I’m not speaking hypothetically. In the dying days of 2022 I watched in real-time as this eager young fellow bounced onto the stage and said he had this new full-text thing he was about to launch, it would index all the instances your instance was federated with, and it was carefully built to penetrate various Mastodon blockages. And anyone who didn’t want to be scraped and indexed had to opt out. (He also claimed it was going to be available only to “genuine admins”.)

– Tim Bray Private and Public Mastodon

  • Tim Bray covered some items around full text search.
  • Mastinator - Some folks created an ActivityPub tool that could be very handy for testing ActivityPub implementations, but they left it running, and it was randomly following and reposting toots without consent.
  • lgbt.furry attempted to build a blocklist aggregator on top of the #fediblock hashtag without taking any efforts to understand the history of the hashtag or why and how it was created. Mostly they tried to erase the fact that it was created to actively combat anti-black racism in the fediverse.

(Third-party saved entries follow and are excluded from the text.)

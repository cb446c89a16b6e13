use async_trait::async_trait;
use chrono::{DateTime, Utc};
use sqlx::migrate::Migrator;
use sqlx::sqlite::{SqliteConnectOptions, SqlitePool, SqlitePoolOptions};
use std::str::FromStr;
use tracing::{info, warn};

use super::{
    AssessmentDetail, AssessmentSummary, BacklogItem, BusinessRepository, Collection, Company,
    Contact, Project, Task, TaskStatus, UserStory,
};
use crate::config::DatabaseConfig;
use crate::error::{RepositoryError, RepositoryResult};

/// Static migrator that embeds migrations at compile time
static MIGRATOR: Migrator = sqlx::migrate!("./migrations");

/// SQLite-backed business data repository
#[derive(Clone)]
pub struct SqliteRepository {
    pool: SqlitePool,
}

impl SqliteRepository {
    /// Open (or create) the database and apply migrations
    pub async fn new(config: &DatabaseConfig) -> RepositoryResult<Self> {
        if let Some(parent) = config.path.parent() {
            std::fs::create_dir_all(parent).map_err(|e| RepositoryError::Connection {
                message: format!("Failed to create database directory: {}", e),
            })?;
        }

        let database_url = format!("sqlite://{}?mode=rwc", config.path.display());

        let options = SqliteConnectOptions::from_str(&database_url)
            .map_err(|e| RepositoryError::Connection {
                message: format!("Invalid database URL: {}", e),
            })?
            .create_if_missing(true);

        let pool = SqlitePoolOptions::new()
            .max_connections(config.max_connections)
            .connect_with(options)
            .await
            .map_err(|e| RepositoryError::Connection {
                message: format!("Failed to connect to database: {}", e),
            })?;

        let repository = Self { pool };
        repository.run_migrations().await?;

        Ok(repository)
    }

    /// Create an in-memory repository with migrations applied
    pub async fn new_in_memory() -> RepositoryResult<Self> {
        let options = SqliteConnectOptions::from_str("sqlite::memory:").map_err(|e| {
            RepositoryError::Connection {
                message: format!("Invalid database URL: {}", e),
            }
        })?;

        // Each connection to :memory: is a separate database
        let pool = SqlitePoolOptions::new()
            .max_connections(1)
            .connect_with(options)
            .await
            .map_err(|e| RepositoryError::Connection {
                message: format!("Failed to connect to database: {}", e),
            })?;

        let repository = Self { pool };
        repository.run_migrations().await?;

        Ok(repository)
    }

    async fn run_migrations(&self) -> RepositoryResult<()> {
        info!("Running database migrations...");

        MIGRATOR
            .run(&self.pool)
            .await
            .map_err(|e| RepositoryError::Migration {
                message: format!("Failed to run migrations: {}", e),
            })?;

        info!("Database migrations completed successfully");
        Ok(())
    }

    /// Get the underlying pool for seeding and ad-hoc queries
    pub fn pool(&self) -> &SqlitePool {
        &self.pool
    }
}

#[async_trait]
impl BusinessRepository for SqliteRepository {
    async fn list_projects(&self) -> RepositoryResult<Vec<Project>> {
        let rows: Vec<ProjectRow> = sqlx::query_as(
            r#"
            SELECT id, name, description, status, company_name
            FROM projects
            ORDER BY name ASC
            "#,
        )
        .fetch_all(&self.pool)
        .await?;

        Ok(rows.into_iter().map(Into::into).collect())
    }

    async fn list_tasks(&self, project_id: &str) -> RepositoryResult<Vec<Task>> {
        let rows: Vec<TaskRow> = sqlx::query_as(
            r#"
            SELECT id, project_id, title, status, due_date, assignee
            FROM tasks
            WHERE project_id = ?
            ORDER BY due_date IS NULL, due_date ASC, title ASC
            "#,
        )
        .bind(project_id)
        .fetch_all(&self.pool)
        .await?;

        Ok(rows.into_iter().map(Into::into).collect())
    }

    async fn list_all_tasks(&self) -> RepositoryResult<Vec<Task>> {
        let rows: Vec<TaskRow> = sqlx::query_as(
            r#"
            SELECT id, project_id, title, status, due_date, assignee
            FROM tasks
            ORDER BY project_id ASC, due_date IS NULL, due_date ASC, title ASC
            "#,
        )
        .fetch_all(&self.pool)
        .await?;

        Ok(rows.into_iter().map(Into::into).collect())
    }

    async fn list_contacts(&self) -> RepositoryResult<Vec<Contact>> {
        let rows: Vec<ContactRow> = sqlx::query_as(
            r#"
            SELECT id, name, email, company_name
            FROM contacts
            ORDER BY name ASC
            "#,
        )
        .fetch_all(&self.pool)
        .await?;

        Ok(rows.into_iter().map(Into::into).collect())
    }

    async fn list_companies(&self) -> RepositoryResult<Vec<Company>> {
        let rows: Vec<CompanyRow> = sqlx::query_as(
            r#"
            SELECT id, name, status, website
            FROM companies
            ORDER BY name ASC
            "#,
        )
        .fetch_all(&self.pool)
        .await?;

        Ok(rows.into_iter().map(Into::into).collect())
    }

    async fn list_collections(&self) -> RepositoryResult<Vec<Collection>> {
        let rows: Vec<CollectionRow> = sqlx::query_as(
            r#"
            SELECT id, name, description
            FROM collections
            ORDER BY name ASC
            "#,
        )
        .fetch_all(&self.pool)
        .await?;

        Ok(rows.into_iter().map(Into::into).collect())
    }

    async fn list_user_stories(
        &self,
        collection_id: Option<&str>,
    ) -> RepositoryResult<Vec<UserStory>> {
        let rows: Vec<UserStoryRow> = match collection_id {
            Some(collection_id) => {
                sqlx::query_as(
                    r#"
                    SELECT id, collection_id, title, description, priority
                    FROM user_stories
                    WHERE collection_id = ?
                    ORDER BY title ASC
                    "#,
                )
                .bind(collection_id)
                .fetch_all(&self.pool)
                .await?
            }
            None => {
                sqlx::query_as(
                    r#"
                    SELECT id, collection_id, title, description, priority
                    FROM user_stories
                    ORDER BY title ASC
                    "#,
                )
                .fetch_all(&self.pool)
                .await?
            }
        };

        Ok(rows.into_iter().map(Into::into).collect())
    }

    async fn list_backlog_items(&self, project_id: &str) -> RepositoryResult<Vec<BacklogItem>> {
        let rows: Vec<BacklogItemRow> = sqlx::query_as(
            r#"
            SELECT id, project_id, title, status, priority
            FROM backlog_items
            WHERE project_id = ?
            ORDER BY priority IS NULL, priority ASC, title ASC
            "#,
        )
        .bind(project_id)
        .fetch_all(&self.pool)
        .await?;

        Ok(rows.into_iter().map(Into::into).collect())
    }

    async fn list_assessments(&self) -> RepositoryResult<Vec<AssessmentSummary>> {
        let rows: Vec<AssessmentSummaryRow> = sqlx::query_as(
            r#"
            SELECT id, name, company_name, created_at
            FROM assessments
            ORDER BY created_at DESC, name ASC
            "#,
        )
        .fetch_all(&self.pool)
        .await?;

        Ok(rows.into_iter().map(Into::into).collect())
    }

    async fn find_assessments_by_name(
        &self,
        name: &str,
    ) -> RepositoryResult<Vec<AssessmentDetail>> {
        let rows: Vec<AssessmentDetailRow> = sqlx::query_as(
            r#"
            SELECT id, name, company_name, form_data, created_at
            FROM assessments
            WHERE name = ?
            ORDER BY created_at DESC
            "#,
        )
        .bind(name)
        .fetch_all(&self.pool)
        .await?;

        Ok(rows.into_iter().map(Into::into).collect())
    }
}

fn parse_timestamp(raw: Option<String>) -> Option<DateTime<Utc>> {
    raw.and_then(|s| {
        DateTime::parse_from_rfc3339(&s)
            .map(|dt| dt.with_timezone(&Utc))
            .ok()
    })
}

// Internal row types for SQLx mapping
#[derive(sqlx::FromRow)]
struct ProjectRow {
    id: String,
    name: String,
    description: Option<String>,
    status: Option<String>,
    company_name: Option<String>,
}

impl From<ProjectRow> for Project {
    fn from(row: ProjectRow) -> Self {
        Self {
            id: row.id,
            name: row.name,
            description: row.description,
            status: row.status,
            company_name: row.company_name,
        }
    }
}

#[derive(sqlx::FromRow)]
struct TaskRow {
    id: String,
    project_id: String,
    title: String,
    status: String,
    due_date: Option<String>,
    assignee: Option<String>,
}

impl From<TaskRow> for Task {
    fn from(row: TaskRow) -> Self {
        let status = row.status.parse().unwrap_or_else(|e| {
            warn!(task_id = %row.id, error = %e, "Treating unrecognized task status as todo");
            TaskStatus::Todo
        });

        Self {
            id: row.id,
            project_id: row.project_id,
            title: row.title,
            status,
            due_date: row.due_date,
            assignee: row.assignee,
        }
    }
}

#[derive(sqlx::FromRow)]
struct ContactRow {
    id: String,
    name: String,
    email: Option<String>,
    company_name: Option<String>,
}

impl From<ContactRow> for Contact {
    fn from(row: ContactRow) -> Self {
        Self {
            id: row.id,
            name: row.name,
            email: row.email,
            company_name: row.company_name,
        }
    }
}

#[derive(sqlx::FromRow)]
struct CompanyRow {
    id: String,
    name: String,
    status: Option<String>,
    website: Option<String>,
}

impl From<CompanyRow> for Company {
    fn from(row: CompanyRow) -> Self {
        Self {
            id: row.id,
            name: row.name,
            status: row.status,
            website: row.website,
        }
    }
}

#[derive(sqlx::FromRow)]
struct CollectionRow {
    id: String,
    name: String,
    description: Option<String>,
}

impl From<CollectionRow> for Collection {
    fn from(row: CollectionRow) -> Self {
        Self {
            id: row.id,
            name: row.name,
            description: row.description,
        }
    }
}

#[derive(sqlx::FromRow)]
struct UserStoryRow {
    id: String,
    collection_id: Option<String>,
    title: String,
    description: Option<String>,
    priority: Option<String>,
}

impl From<UserStoryRow> for UserStory {
    fn from(row: UserStoryRow) -> Self {
        Self {
            id: row.id,
            collection_id: row.collection_id,
            title: row.title,
            description: row.description,
            priority: row.priority,
        }
    }
}

#[derive(sqlx::FromRow)]
struct BacklogItemRow {
    id: String,
    project_id: String,
    title: String,
    status: Option<String>,
    priority: Option<i64>,
}

impl From<BacklogItemRow> for BacklogItem {
    fn from(row: BacklogItemRow) -> Self {
        Self {
            id: row.id,
            project_id: row.project_id,
            title: row.title,
            status: row.status,
            priority: row.priority,
        }
    }
}

#[derive(sqlx::FromRow)]
struct AssessmentSummaryRow {
    id: String,
    name: String,
    company_name: Option<String>,
    created_at: Option<String>,
}

impl From<AssessmentSummaryRow> for AssessmentSummary {
    fn from(row: AssessmentSummaryRow) -> Self {
        Self {
            id: row.id,
            name: row.name,
            company_name: row.company_name,
            created_at: parse_timestamp(row.created_at),
        }
    }
}

#[derive(sqlx::FromRow)]
struct AssessmentDetailRow {
    id: String,
    name: String,
    company_name: Option<String>,
    form_data: Option<String>,
    created_at: Option<String>,
}

impl From<AssessmentDetailRow> for AssessmentDetail {
    fn from(row: AssessmentDetailRow) -> Self {
        Self {
            id: row.id,
            name: row.name,
            company_name: row.company_name,
            form_data: row
                .form_data
                .and_then(|s| serde_json::from_str(&s).ok())
                .unwrap_or(serde_json::Value::Null),
            created_at: parse_timestamp(row.created_at),
        }
    }
}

Each of these examples are case studies in running into a market that does not want what you are selling (even when you are giving it away) and floundering. As far as I can see from these efforts each effort was lead by curious engineers who were excited about the fediverse and wanted to contribute to this new platform by building on top of it. I even think that each of these ideas has merit and value.

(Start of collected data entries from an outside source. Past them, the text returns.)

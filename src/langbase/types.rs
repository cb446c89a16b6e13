use serde::{Deserialize, Serialize};

/// Message in a Langbase conversation
#[derive(Debug, Clone, PartialEq, Serialize, Deserialize)]
pub struct Message {
    pub role: MessageRole,
    #[serde(default)]
    pub content: Option<String>,
    /// Tool calls requested by the assistant in this message.
    #[serde(skip_serializing_if = "Option::is_none")]
    pub tool_calls: Option<Vec<ToolCall>>,
    /// For `tool` messages, the call this result answers.
    #[serde(skip_serializing_if = "Option::is_none")]
    pub tool_call_id: Option<String>,
    /// For `tool` messages, the tool name.
    #[serde(skip_serializing_if = "Option::is_none")]
    pub name: Option<String>,
}

/// Message role
#[derive(Debug, Clone, Copy, PartialEq, Eq, Serialize, Deserialize)]
#[serde(rename_all = "lowercase")]
pub enum MessageRole {
    System,
    User,
    Assistant,
    Tool,
}

/// A function call requested by the model
#[derive(Debug, Clone, PartialEq, Serialize, Deserialize)]
pub struct ToolCall {
    pub id: String,
    #[serde(rename = "type", default = "default_tool_type")]
    pub call_type: String,
    pub function: FunctionCall,
}

/// Function name and JSON-encoded arguments of a tool call
#[derive(Debug, Clone, PartialEq, Serialize, Deserialize)]
pub struct FunctionCall {
    pub name: String,
    /// Arguments as a JSON string, as emitted by the model.
    #[serde(default)]
    pub arguments: String,
}

/// Tool made available to the model for a run
#[derive(Debug, Clone, PartialEq, Serialize, Deserialize)]
pub struct ToolSpec {
    #[serde(rename = "type")]
    pub tool_type: String,
    pub function: FunctionSpec,
}

/// Function signature advertised to the model
#[derive(Debug, Clone, PartialEq, Serialize, Deserialize)]
pub struct FunctionSpec {
    pub name: String,
    pub description: String,
    /// JSON Schema of the arguments object.
    pub parameters: serde_json::Value,
}

fn default_tool_type() -> String {
    "function".to_string()
}

/// Request to run a Langbase pipe
#[derive(Debug, Clone, Serialize)]
pub struct PipeRequest {
    /// Pipe name (required by Langbase API)
    pub name: String,
    pub messages: Vec<Message>,
    /// Disable streaming (default: false for non-streaming response)
    #[serde(default)]
    pub stream: bool,
    #[serde(skip_serializing_if = "Option::is_none")]
    pub tools: Option<Vec<ToolSpec>>,
}

/// Response from a Langbase pipe
#[derive(Debug, Clone, Deserialize)]
pub struct PipeResponse {
    #[serde(default = "default_success")]
    pub success: bool,
    #[serde(default)]
    pub completion: String,
    pub raw: Option<RawResponse>,
}

fn default_success() -> bool {
    true
}

/// Raw model response details
#[derive(Debug, Clone, Deserialize)]
pub struct RawResponse {
    #[serde(default)]
    pub choices: Vec<Choice>,
}

/// One completion choice in the raw response
#[derive(Debug, Clone, Deserialize)]
pub struct Choice {
    pub message: ChoiceMessage,
}

/// Assistant message inside a raw choice
#[derive(Debug, Clone, Deserialize)]
pub struct ChoiceMessage {
    pub content: Option<String>,
    #[serde(default)]
    pub tool_calls: Option<Vec<ToolCall>>,
}

impl Message {
    fn with_role(role: MessageRole, content: impl Into<String>) -> Self {
        Self {
            role,
            content: Some(content.into()),
            tool_calls: None,
            tool_call_id: None,
            name: None,
        }
    }

    /// Create a system message
    pub fn system(content: impl Into<String>) -> Self {
        Self::with_role(MessageRole::System, content)
    }

    /// Create a user message
    pub fn user(content: impl Into<String>) -> Self {
        Self::with_role(MessageRole::User, content)
    }

    /// Create an assistant message
    pub fn assistant(content: impl Into<String>) -> Self {
        Self::with_role(MessageRole::Assistant, content)
    }

    /// Create an assistant message carrying tool calls
    pub fn assistant_tool_calls(content: Option<String>, tool_calls: Vec<ToolCall>) -> Self {
        Self {
            role: MessageRole::Assistant,
            content,
            tool_calls: Some(tool_calls),
            tool_call_id: None,
            name: None,
        }
    }

    /// Create a tool result message answering `tool_call_id`
    pub fn tool(
        tool_call_id: impl Into<String>,
        name: impl Into<String>,
        content: impl Into<String>,
    ) -> Self {
        Self {
            role: MessageRole::Tool,
            content: Some(content.into()),
            tool_calls: None,
            tool_call_id: Some(tool_call_id.into()),
            name: Some(name.into()),
        }
    }
}

impl ToolCall {
    /// Create a function tool call
    pub fn new(
        id: impl Into<String>,
        name: impl Into<String>,
        arguments: impl Into<String>,
    ) -> Self {
        Self {
            id: id.into(),
            call_type: default_tool_type(),
            function: FunctionCall {
                name: name.into(),
                arguments: arguments.into(),
            },
        }
    }

    /// Parse the JSON-encoded arguments. Empty arguments parse as `{}`.
    pub fn parsed_arguments(&self) -> Result<serde_json::Value, serde_json::Error> {
        if self.function.arguments.trim().is_empty() {
            return Ok(serde_json::json!({}));
        }
        serde_json::from_str(&self.function.arguments)
    }
}

impl ToolSpec {
    /// Create a function tool spec
    pub fn function(
        name: impl Into<String>,
        description: impl Into<String>,
        parameters: serde_json::Value,
    ) -> Self {
        Self {
            tool_type: default_tool_type(),
            function: FunctionSpec {
                name: name.into(),
                description: description.into(),
                parameters,
            },
        }
    }
}

impl PipeRequest {
    /// Create a new pipe request with name and messages
    pub fn new(name: impl Into<String>, messages: Vec<Message>) -> Self {
        Self {
            name: name.into(),
            messages,
            stream: false,
            tools: None,
        }
    }

    /// Make tools available to the model for this run
    pub fn with_tools(mut self, tools: Vec<ToolSpec>) -> Self {
        self.tools = if tools.is_empty() { None } else { Some(tools) };
        self
    }
}

impl PipeResponse {
    /// Tool calls requested by the first choice, if any.
    pub fn tool_calls(&self) -> Vec<ToolCall> {
        self.raw
            .as_ref()
            .and_then(|raw| raw.choices.first())
            .and_then(|choice| choice.message.tool_calls.clone())
            .unwrap_or_default()
    }

    /// Final text of the run, falling back to the raw choice content.
    pub fn text(&self) -> Option<String> {
        if !self.completion.trim().is_empty() {
            return Some(self.completion.clone());
        }
        self.raw
            .as_ref()
            .and_then(|raw| raw.choices.first())
            .and_then(|choice| choice.message.content.clone())
            .filter(|content| !content.trim().is_empty())
    }
}

/// Request to create a new Langbase pipe
#[derive(Debug, Clone, Serialize)]
pub struct CreatePipeRequest {
    pub name: String,
    #[serde(skip_serializing_if = "Option::is_none")]
    pub description: Option<String>,
    #[serde(skip_serializing_if = "Option::is_none")]
    pub model: Option<String>,
    #[serde(skip_serializing_if = "Option::is_none")]
    pub upsert: Option<bool>,
    #[serde(skip_serializing_if = "Option::is_none")]
    pub stream: Option<bool>,
    #[serde(skip_serializing_if = "Option::is_none")]
    pub json: Option<bool>,
    #[serde(skip_serializing_if = "Option::is_none")]
    pub store: Option<bool>,
    #[serde(skip_serializing_if = "Option::is_none")]
    pub temperature: Option<f64>,
    #[serde(skip_serializing_if = "Option::is_none")]
    pub max_tokens: Option<u32>,
    #[serde(skip_serializing_if = "Option::is_none")]
    pub messages: Option<Vec<Message>>,
}

/// Response from creating a pipe
#[derive(Debug, Clone, Deserialize)]
pub struct CreatePipeResponse {
    pub name: String,
    #[serde(default)]
    pub description: Option<String>,
    pub url: String,
}

impl CreatePipeRequest {
    /// Create a new pipe request with just a name
    pub fn new(name: impl Into<String>) -> Self {
        Self {
            name: name.into(),
            description: None,
            model: None,
            upsert: None,
            stream: None,
            json: None,
            store: None,
            temperature: None,
            max_tokens: None,
            messages: None,
        }
    }

    /// Set description
    pub fn with_description(mut self, description: impl Into<String>) -> Self {
        self.description = Some(description.into());
        self
    }

    /// Set model (e.g., "openai:gpt-4o-mini")
    pub fn with_model(mut self, model: impl Into<String>) -> Self {
        self.model = Some(model.into());
        self
    }

    /// Enable upsert (update if exists)
    pub fn with_upsert(mut self, upsert: bool) -> Self {
        self.upsert = Some(upsert);
        self
    }

    /// Enable JSON output mode
    pub fn with_json_output(mut self, json: bool) -> Self {
        self.json = Some(json);
        self
    }

    /// Do not store run logs on the Langbase side
    pub fn with_store(mut self, store: bool) -> Self {
        self.store = Some(store);
        self
    }

    /// Set temperature
    pub fn with_temperature(mut self, temperature: f64) -> Self {
        self.temperature = Some(temperature);
        self
    }

    /// Set max tokens
    pub fn with_max_tokens(mut self, max_tokens: u32) -> Self {
        self.max_tokens = Some(max_tokens);
        self
    }

    /// Set system/user messages
    pub fn with_messages(mut self, messages: Vec<Message>) -> Self {
        self.messages = Some(messages);
        self
    }
}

  • Not everyone wants full text search, but it might be valuable in some cases. Admins and the community at large objected to being default opt in added to a full text search of all the things.
  • End-to-end testing is a good thing :tm: but the community at large objected to having their posts reposted by a bot without any consent or clear opt out.
  • Good block list and defederation lists are going to be important to manage the scale that seems like it is coming for the fediverse if Twitter continues to implode.

But in each case, despite valid use cases the products (yes we’ll call them products even if they were free and open source) failed early and hard because the market was not remotely interested. And while the actual cost is probably a few weekends of time and some EC2 instances. But it is very easy to imagine this happening to a company with actual stakes.

Aside: This is also an interesting example of the dichotomy of user vs buyer that plagues enterprise software. Here the buyers weren’t CISOs with their security budget, but fediveres admins who can choose to defederate and promote the defederation of projects that violate community norms.

That isn’t to say that every open source needs a product manager, but it is a reminder that one of the most important things that the product management skill set can bring to a project is helping to identify and mitigate risk early in the product lifecycle. All three products could probably been successful if they had done some minimal additional research on what the community expectations were. Full-text search and Fedinator probably would have been just fine if they had been opt-in. All that was asked of the lgbt.furry team was to credit the creators of the #fediblock hash tag and the hard work that had been done to turn that into a community norm.

Instead, in each case the individuals and teams dug their heels in and insisted that their work should be accepted because it was technically possible and technically novel. I think there is a fair amount of white privilege in those positions, potentially bordering on racism. I’ve seen this in multiple enterprise products where superior technical solutions failed to win the day because they didn’t actually meet market needs or community expectations.

Those failures frequently happen outside the product / engineering agile delivery process. They happen in the ideation and bet selection process where good ideas get approved without clear identification of the risks and dynamics of the product. Or, they happen after the product is built and go to market fails to properly position or launch the product.

So before you go build your next fediverse project or enterprise software feature. Spend some time de-risking the whole product experience, not just the technical implementation. How will the product be received by the whole community that will interact with it.